//! Static data for the Japanese release of Oracle of Seasons.
//!
//! Nothing here is computed; the registry turns these tables into patches
//! for each run.

use crate::addr::Addr;
use crate::patch::RangePatch;
use crate::treasure::{collect, Treasure, TREASURE_BANK};

#[derive(Copy, Clone, Debug)]
pub struct TreasureDef {
    pub name: &'static str,
    pub id: u8,
    pub sub_id: u8,
    /// Offset into the treasure bank; zero for placeholders.
    pub addr: u16,
    pub collect_mode: u8,
    pub param: u8,
    pub text: u8,
    pub sprite: u8,
}

impl TreasureDef {
    const fn new(
        name: &'static str,
        id: u8,
        sub_id: u8,
        addr: u16,
        collect_mode: u8,
        param: u8,
        text: u8,
        sprite: u8,
    ) -> Self {
        Self {
            name,
            id,
            sub_id,
            addr,
            collect_mode,
            param,
            text,
            sprite,
        }
    }

    const fn placeholder(name: &'static str, id: u8) -> Self {
        Self::new(name, id, 0, 0, 0, 0, 0, 0)
    }

    pub fn to_treasure(&self) -> Treasure {
        if self.addr == 0 {
            return Treasure::placeholder(self.id);
        }
        Treasure {
            id: self.id,
            sub_id: self.sub_id,
            addr: Addr::new(TREASURE_BANK, self.addr),
            collect_mode: self.collect_mode,
            param: self.param,
            text: self.text,
            sprite: self.sprite,
        }
    }
}

#[derive(Copy, Clone, Debug)]
pub struct SlotDef {
    pub name: &'static str,
    /// Treasure found here in an unmodified game.
    pub treasure: &'static str,
    pub id_addrs: &'static [Addr],
    pub sub_id_addrs: &'static [Addr],
    pub collect_mode: u8,
    pub sub_id_offset: u8,
}

#[derive(Copy, Clone, Debug)]
pub enum Edit {
    Byte(u8, u8),
    Word(u16, u16),
    Range(&'static [u8], &'static [u8]),
}

#[derive(Copy, Clone, Debug)]
pub struct PatchDef {
    pub name: &'static str,
    pub addr: Addr,
    pub edit: Edit,
}

impl PatchDef {
    const fn byte(name: &'static str, addr: Addr, old: u8, new: u8) -> Self {
        Self {
            name,
            addr,
            edit: Edit::Byte(old, new),
        }
    }

    const fn word(name: &'static str, addr: Addr, old: u16, new: u16) -> Self {
        Self {
            name,
            addr,
            edit: Edit::Word(old, new),
        }
    }

    const fn range(name: &'static str, addr: Addr, old: &'static [u8], new: &'static [u8]) -> Self {
        Self {
            name,
            addr,
            edit: Edit::Range(old, new),
        }
    }

    pub fn to_patch(&self) -> RangePatch {
        match self.edit {
            Edit::Byte(old, new) => RangePatch::byte(self.addr, old, new),
            Edit::Word(old, new) => RangePatch::word(self.addr, old, new),
            Edit::Range(old, new) => RangePatch::new(self.addr, old, new),
        }
    }
}

/// A short routine placed in a bank's free space.
#[derive(Copy, Clone, Debug)]
pub struct RoutineDef {
    pub name: &'static str,
    pub bank: u8,
    pub code: &'static [u8],
}

/// A slot whose id bytes live inside a placed routine rather than at a fixed
/// address.
#[derive(Copy, Clone, Debug)]
pub struct Relocation {
    pub slot: &'static str,
    pub routine: &'static str,
    pub id_offset: u16,
    pub sub_id_offset: Option<u16>,
}

/// Everything the registry needs to know about one ROM.
#[derive(Copy, Clone, Debug)]
pub struct RomTables {
    pub treasures: &'static [TreasureDef],
    pub slots: &'static [SlotDef],
    pub fixed: &'static [PatchDef],
    pub variable: &'static [PatchDef],
    pub routines: &'static [RoutineDef],
    pub relocations: &'static [Relocation],
    /// First free offset at the end of each bank that has room for routines.
    pub free_space: &'static [(u8, u16)],
    /// Seed tree slots; the first one is the tree in Horon Village.
    pub seed_trees: &'static [&'static str],
    pub seed_index_by_tree_id: &'static [u8],
    pub map_icon_by_tree_id: &'static [u8],
    /// Patches whose first byte is the initial seed item (0x20 + seed index).
    pub initial_seed_patches: &'static [&'static str],
    /// Word patches whose low byte selects the initial seed index.
    pub initial_selection_patches: &'static [&'static str],
    /// Variable patches rewritten by an update.
    pub update_patches: &'static [&'static str],
    /// Patches skipped by verification because they legitimately differ
    /// from a static comparison.
    pub verify_exceptions: &'static [&'static str],
}

impl RomTables {
    pub fn seasons() -> Self {
        Self {
            treasures: TREASURES,
            slots: SLOTS,
            fixed: FIXED_PATCHES,
            variable: VARIABLE_PATCHES,
            routines: ROUTINES,
            relocations: RELOCATIONS,
            free_space: FREE_SPACE,
            seed_trees: SEED_TREES,
            seed_index_by_tree_id: SEED_INDEX_BY_TREE_ID,
            map_icon_by_tree_id: MAP_ICON_BY_TREE_ID,
            initial_seed_patches: INITIAL_SEED_PATCHES,
            initial_selection_patches: INITIAL_SELECTION_PATCHES,
            update_patches: UPDATE_PATCHES,
            verify_exceptions: VERIFY_EXCEPTIONS,
        }
    }

    pub fn treasure(&self, name: &str) -> Option<&TreasureDef> {
        self.treasures.iter().find(|t| t.name == name)
    }

    pub fn slot(&self, name: &str) -> Option<&SlotDef> {
        self.slots.iter().find(|s| s.name == name)
    }
}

What you need to do — The full listing above is to be transcribed exactly.

Output for this task —
//! Static data for the Japanese release of Oracle of Seasons.
//!
//! Nothing here is computed; the registry turns these tables into patches
//! for each run.

use crate::addr::Addr;
use crate::patch::RangePatch;
use crate::treasure::{collect, Treasure, TREASURE_BANK};

#[derive(Copy, Clone, Debug)]
pub struct TreasureDef {
    pub name: &'static str,
    pub id: u8,
    pub sub_id: u8,
    /// Offset into the treasure bank; zero for placeholders.
    pub addr: u16,
    pub collect_mode: u8,
    pub param: u8,
    pub text: u8,
    pub sprite: u8,
}

impl TreasureDef {
    const fn new(
        name: &'static str,
        id: u8,
        sub_id: u8,
        addr: u16,
        collect_mode: u8,
        param: u8,
        text: u8,
        sprite: u8,
    ) -> Self {
        Self {
            name,
            id,
            sub_id,
            addr,
            collect_mode,
            param,
            text,
            sprite,
        }
    }

    const fn placeholder(name: &'static str, id: u8) -> Self {
        Self::new(name, id, 0, 0, 0, 0, 0, 0)
    }

    pub fn to_treasure(&self) -> Treasure {
        if self.addr == 0 {
            return Treasure::placeholder(self.id);
        }
        Treasure {
            id: self.id,
            sub_id: self.sub_id,
            addr: Addr::new(TREASURE_BANK, self.addr),
            collect_mode: self.collect_mode,
            param: self.param,
            text: self.text,
            sprite: self.sprite,
        }
    }
}

#[derive(Copy, Clone, Debug)]
pub struct SlotDef {
    pub name: &'static str,
    /// Treasure found here in an unmodified game.
    pub treasure: &'static str,
    pub id_addrs: &'static [Addr],
    pub sub_id_addrs: &'static [Addr],
    pub collect_mode: u8,
    pub sub_id_offset: u8,
}

#[derive(Copy, Clone, Debug)]
pub enum Edit {
    Byte(u8, u8),
    Word(u16, u16),
    Range(&'static [u8], &'static [u8]),
}

#[derive(Copy, Clone, Debug)]
pub struct PatchDef {
    pub name: &'static str,
    pub addr: Addr,
    pub edit: Edit,
}

impl PatchDef {
    const fn byte(name: &'static str, addr: Addr, old: u8, new: u8) -> Self {
        Self {
            name,
            addr,
            edit: Edit::Byte(old, new),
        }
    }

    const fn word(name: &'static str, addr: Addr, old: u16, new: u16) -> Self {
        Self {
            name,
            addr,
            edit: Edit::Word(old, new),
        }
    }

    const fn range(name: &'static str, addr: Addr, old: &'static [u8], new: &'static [u8]) -> Self {
        Self {
            name,
            addr,
            edit: Edit::Range(old, new),
        }
    }

    pub fn to_patch(&self) -> RangePatch {
        match self.edit {
            Edit::Byte(old, new) => RangePatch::byte(self.addr, old, new),
            Edit::Word(old, new) => RangePatch::word(self.addr, old, new),
            Edit::Range(old, new) => RangePatch::new(self.addr, old, new),
        }
    }
}

/// A short routine placed in a bank's free space.
#[derive(Copy, Clone, Debug)]
pub struct RoutineDef {
    pub name: &'static str,
    pub bank: u8,
    pub code: &'static [u8],
}

/// A slot whose id bytes live inside a placed routine rather than at a fixed
/// address.
#[derive(Copy, Clone, Debug)]
pub struct Relocation {
    pub slot: &'static str,
    pub routine: &'static str,
    pub id_offset: u16,
    pub sub_id_offset: Option<u16>,
}

/// Everything the registry needs to know about one ROM.
#[derive(Copy, Clone, Debug)]
pub struct RomTables {
    pub treasures: &'static [TreasureDef],
    pub slots: &'static [SlotDef],
    pub fixed: &'static [PatchDef],
    pub variable: &'static [PatchDef],
    pub routines: &'static [RoutineDef],
    pub relocations: &'static [Relocation],
    /// First free offset at the end of each bank that has room for routines.
    pub free_space: &'static [(u8, u16)],
    /// Seed tree slots; the first one is the tree in Horon Village.
    pub seed_trees: &'static [&'static str],
    pub seed_index_by_tree_id: &'static [u8],
    pub map_icon_by_tree_id: &'static [u8],
    /// Patches whose first byte is the initial seed item (0x20 + seed index).
    pub initial_seed_patches: &'static [&'static str],
    /// Word patches whose low byte selects the initial seed index.
    pub initial_selection_patches: &'static [&'static str],
    /// Variable patches rewritten by an update.
    pub update_patches: &'static [&'static str],
    /// Patches skipped by verification because they legitimately differ
    /// from a static comparison.
    pub verify_exceptions: &'static [&'static str],
}

impl RomTables {
    pub fn seasons() -> Self {
        Self {
            treasures: TREASURES,
            slots: SLOTS,
            fixed: FIXED_PATCHES,
            variable: VARIABLE_PATCHES,
            routines: ROUTINES,
            relocations: RELOCATIONS,
            free_space: FREE_SPACE,
            seed_trees: SEED_TREES,
            seed_index_by_tree_id: SEED_INDEX_BY_TREE_ID,
            map_icon_by_tree_id: MAP_ICON_BY_TREE_ID,
            initial_seed_patches: INITIAL_SEED_PATCHES,
            initial_selection_patches: INITIAL_SELECTION_PATCHES,
            update_patches: UPDATE_PATCHES,
            verify_exceptions: VERIFY_EXCEPTIONS,
        }
    }

    pub fn treasure(&self, name: &str) -> Option<&TreasureDef> {
        self.treasures.iter().find(|t| t.name == name)
    }

    pub fn slot(&self, name: &str) -> Option<&SlotDef> {
        self.slots.iter().find(|s| s.name == name)
    }
}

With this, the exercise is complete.